I am not a lawyer, but … this seems like a very challenging stance to take simply from an enforceability standpoint. The output of Llama 2 is simply text, and (as far as I know) there is no way to trace a specific piece of text back to the model that produced it. So :shrug: I’m not sure how this stipulation works in practice. But it is interesting to see this license term as it seems like a fairly clear indication of Meta’s perceived strategic threats.
Right now there is a lot of variability between the availability and licensing terms of code and model weights for the leading LLMs. I expect this to settle out over the coming ~year as we start to see the strategic positions of the players cluster into a small number of camps. This will be quite determinative in shaping the current AI wave.
The future of BI
I leave you with a question, one of the biggest questions in my brain in this period of transition for the data ecosystem. I would welcome your thoughts, well-thought-out or totally disorganized. Here it is:
How does LLM-powered AI impact the BI ecosystem?
From what I can tell, there are basically two answers:
Status quo. Sure, there will be some nice interfaces built that are powered by LLMs, but the core BI experience will not be changed in ways that are fundamentally disruptive. The same people will do roughly the same jobs they did previously, and the same vendors will likely dominate (now with new AI-powered features).
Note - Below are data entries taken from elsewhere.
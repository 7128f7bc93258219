//! Annotation types and data structures.

use std::fmt;
use std::sync::atomic::{AtomicU64, Ordering};

use serde::{Deserialize, Serialize};
use web_time::{SystemTime, UNIX_EPOCH};

use crate::geometry::{self, Point};

/// Opaque, client-generated annotation identifier.
#[derive(Debug, Clone, PartialEq, Eq, Hash, PartialOrd, Ord, Serialize, Deserialize)]
#[serde(transparent)]
pub struct AnnotationId(String);

impl AnnotationId {
    /// Wrap an existing identifier string.
    pub fn new(id: impl Into<String>) -> Self {
        Self(id.into())
    }

    /// Generate a fresh identifier: creation millis plus a process-wide sequence.
    pub fn generate() -> Self {
        static SEQUENCE: AtomicU64 = AtomicU64::new(0);
        let seq = SEQUENCE.fetch_add(1, Ordering::Relaxed);
        Self(format!("{}-{}", unix_millis(), seq))
    }

    pub fn as_str(&self) -> &str {
        &self.0
    }
}

impl fmt::Display for AnnotationId {
    fn fmt(&self, f: &mut fmt::Formatter<'_>) -> fmt::Result {
        f.write_str(&self.0)
    }
}

impl From<&str> for AnnotationId {
    fn from(id: &str) -> Self {
        Self::new(id)
    }
}

impl From<String> for AnnotationId {
    fn from(id: String) -> Self {
        Self(id)
    }
}

/// Milliseconds since the Unix epoch (0 if the clock is before the epoch).
pub fn unix_millis() -> u64 {
    SystemTime::now()
        .duration_since(UNIX_EPOCH)
        .map(|d| d.as_millis() as u64)
        .unwrap_or(0)
}

/// The geometric kind of an annotation.
#[derive(Debug, Clone, Copy, PartialEq, Eq, Hash, Serialize, Deserialize)]
#[serde(rename_all = "lowercase")]
pub enum AnnotationKind {
    /// Free-form closed polygon (3+ vertices)
    Polygon,
    /// Axis-aligned rectangle stored as 4 corners
    Rectangle,
}

impl AnnotationKind {
    /// Get the display name for this kind.
    pub fn name(&self) -> &'static str {
        match self {
            AnnotationKind::Polygon => "polygon",
            AnnotationKind::Rectangle => "rectangle",
        }
    }
}

/// A labeled shape tied to one video frame.
#[derive(Debug, Clone, PartialEq, Serialize, Deserialize)]
#[serde(rename_all = "camelCase")]
pub struct Annotation {
    /// Unique identifier.
    pub id: AnnotationId,
    /// Frame this annotation belongs to (store key).
    pub frame_number: u64,
    /// Playback time of the frame in seconds.
    pub timestamp: f64,
    /// Polygon or rectangle.
    #[serde(rename = "type")]
    pub kind: AnnotationKind,
    /// Vertices in drawing-surface coordinates.
    pub points: Vec<Point>,
    /// Category label.
    pub category: String,
    /// Model confidence, only for AI-derived annotations.
    #[serde(default, skip_serializing_if = "Option::is_none")]
    pub confidence: Option<f32>,
    /// Creation time in milliseconds since the Unix epoch.
    #[serde(default, skip_serializing_if = "Option::is_none")]
    pub created_at: Option<u64>,
}

impl Annotation {
    /// Create a new annotation with a generated id and the current creation time.
    pub fn new(
        frame_number: u64,
        timestamp: f64,
        kind: AnnotationKind,
        points: Vec<Point>,
        category: impl Into<String>,
    ) -> Self {
        Self {
            id: AnnotationId::generate(),
            frame_number,
            timestamp,
            kind,
            points,
            category: category.into(),
            confidence: None,
            created_at: Some(unix_millis()),
        }
    }

    /// Replace the generated id.
    pub fn with_id(mut self, id: impl Into<AnnotationId>) -> Self {
        self.id = id.into();
        self
    }

    /// Attach a model confidence (clamped to [0, 1]).
    pub fn with_confidence(mut self, confidence: f32) -> Self {
        self.confidence = Some(confidence.clamp(0.0, 1.0));
        self
    }

    /// Check if a surface point hits this annotation.
    ///
    /// Polygons use the ray casting test, rectangles their bounding box.
    pub fn contains_point(&self, point: &Point) -> bool {
        match self.kind {
            AnnotationKind::Polygon => geometry::point_in_polygon(point, &self.points),
            AnnotationKind::Rectangle => geometry::point_in_rectangle(point, &self.points),
        }
    }

    /// Index of the first vertex within `radius` of `point`.
    pub fn vertex_near(&self, point: &Point, radius: f32) -> Option<usize> {
        self.points
            .iter()
            .position(|v| v.distance_to(point) < radius)
    }

    /// Points after moving vertex `index` to `target`.
    ///
    /// Rectangles stay axis-aligned: the outline is re-derived from the
    /// dragged corner and the opposite corner.
    pub fn points_with_vertex_moved(&self, index: usize, target: Point) -> Option<Vec<Point>> {
        if index >= self.points.len() {
            return None;
        }

        match self.kind {
            AnnotationKind::Polygon => {
                let mut points = self.points.clone();
                points[index] = target;
                Some(points)
            }
            AnnotationKind::Rectangle => {
                if self.points.len() != 4 {
                    return None;
                }
                let anchor = self.points[(index + 2) % 4];
                let bbox = geometry::BoundingBox::from_corners(anchor, target);
                Some(bbox.to_quad())
            }
        }
    }

    /// Apply a partial update.
    pub fn apply(&mut self, patch: &AnnotationPatch) {
        if let Some(points) = &patch.points {
            self.points = points.clone();
        }
        if let Some(kind) = patch.kind {
            self.kind = kind;
        }
        if let Some(category) = &patch.category {
            self.category = category.clone();
        }
        if let Some(confidence) = patch.confidence {
            self.confidence = confidence;
        }
    }
}

/// Partial update of an annotation's mutable fields.
///
/// Id, frame number and timestamp are fixed at creation.
#[derive(Debug, Clone, Default, PartialEq, Serialize, Deserialize)]
pub struct AnnotationPatch {
    pub points: Option<Vec<Point>>,
    pub kind: Option<AnnotationKind>,
    pub category: Option<String>,
    /// `Some(None)` clears the confidence.
    pub confidence: Option<Option<f32>>,
}

impl AnnotationPatch {
    /// Patch that only replaces the points.
    pub fn points(points: Vec<Point>) -> Self {
        Self {
            points: Some(points),
            ..Default::default()
        }
    }

    /// Patch that only replaces the category.
    pub fn category(category: impl Into<String>) -> Self {
        Self {
            category: Some(category.into()),
            ..Default::default()
        }
    }

    /// Whether the patch changes nothing.
    pub fn is_empty(&self) -> bool {
        self.points.is_none()
            && self.kind.is_none()
            && self.category.is_none()
            && self.confidence.is_none()
    }
}

// ============================================================================
// Tests
// ============================================================================

#[cfg(test)]
mod tests {
    use super::*;

    fn rectangle() -> Annotation {
        Annotation::new(
            0,
            0.0,
            AnnotationKind::Rectangle,
            geometry::rectangle_from_corners(Point::new(10.0, 10.0), Point::new(50.0, 40.0)),
            "Vehicle",
        )
    }

    #[test]
    fn test_generated_ids_are_unique() {
        let a = AnnotationId::generate();
        let b = AnnotationId::generate();
        assert_ne!(a, b);
    }

    #[test]
    fn test_contains_point_by_kind() {
        let rect = rectangle();
        assert!(rect.contains_point(&Point::new(30.0, 20.0)));
        assert!(!rect.contains_point(&Point::new(60.0, 20.0)));

        let triangle = Annotation::new(
            0,
            0.0,
            AnnotationKind::Polygon,
            vec![
                Point::new(0.0, 0.0),
                Point::new(40.0, 0.0),
                Point::new(0.0, 40.0),
            ],
            "Pothole",
        );
        assert!(triangle.contains_point(&Point::new(5.0, 5.0)));
        assert!(!triangle.contains_point(&Point::new(35.0, 35.0)));
    }

    #[test]
    fn test_vertex_near() {
        let rect = rectangle();
        assert_eq!(rect.vertex_near(&Point::new(52.0, 12.0), 10.0), Some(1));
        assert_eq!(rect.vertex_near(&Point::new(30.0, 25.0), 10.0), None);
    }

    #[test]
    fn test_rectangle_vertex_drag_stays_axis_aligned() {
        let rect = rectangle();
        // Drag bottom-right corner (index 2); anchor is top-left
        let moved = rect
            .points_with_vertex_moved(2, Point::new(70.0, 60.0))
            .unwrap();
        assert_eq!(
            moved,
            vec![
                Point::new(10.0, 10.0),
                Point::new(70.0, 10.0),
                Point::new(70.0, 60.0),
                Point::new(10.0, 60.0),
            ]
        );
        assert!(rect.points_with_vertex_moved(4, Point::new(0.0, 0.0)).is_none());
    }

    #[test]
    fn test_apply_patch() {
        let mut ann = rectangle().with_confidence(0.9);
        ann.apply(&AnnotationPatch::category("Traffic Sign"));
        assert_eq!(ann.category, "Traffic Sign");
        assert_eq!(ann.confidence, Some(0.9));

        ann.apply(&AnnotationPatch {
            confidence: Some(None),
            ..Default::default()
        });
        assert_eq!(ann.confidence, None);
        assert!(AnnotationPatch::default().is_empty());
    }

    #[test]
    fn test_serialized_field_names() {
        let ann = rectangle().with_id("a1");
        let json = serde_json::to_string(&ann).unwrap();
        assert!(json.contains("\"frameNumber\":0"));
        assert!(json.contains("\"type\":\"rectangle\""));
        assert!(!json.contains("confidence"));
    }
}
Disruptive. The natural language interface to data will fundamentally disrupt what we currently think of as BI and the entire ecosystem will need to be rebuilt from the ground up. The human jobs-to-be-done will shift significantly and more humans will be able to interact with data more directly.
I have heard smart people take both sides of this. I generally find myself pulled towards perspective #2, but I don’t have any real conviction behind this. It is one of the open threads in my brain that I am constantly looking for new data points on. If you have thoughts to share, I’d welcome them.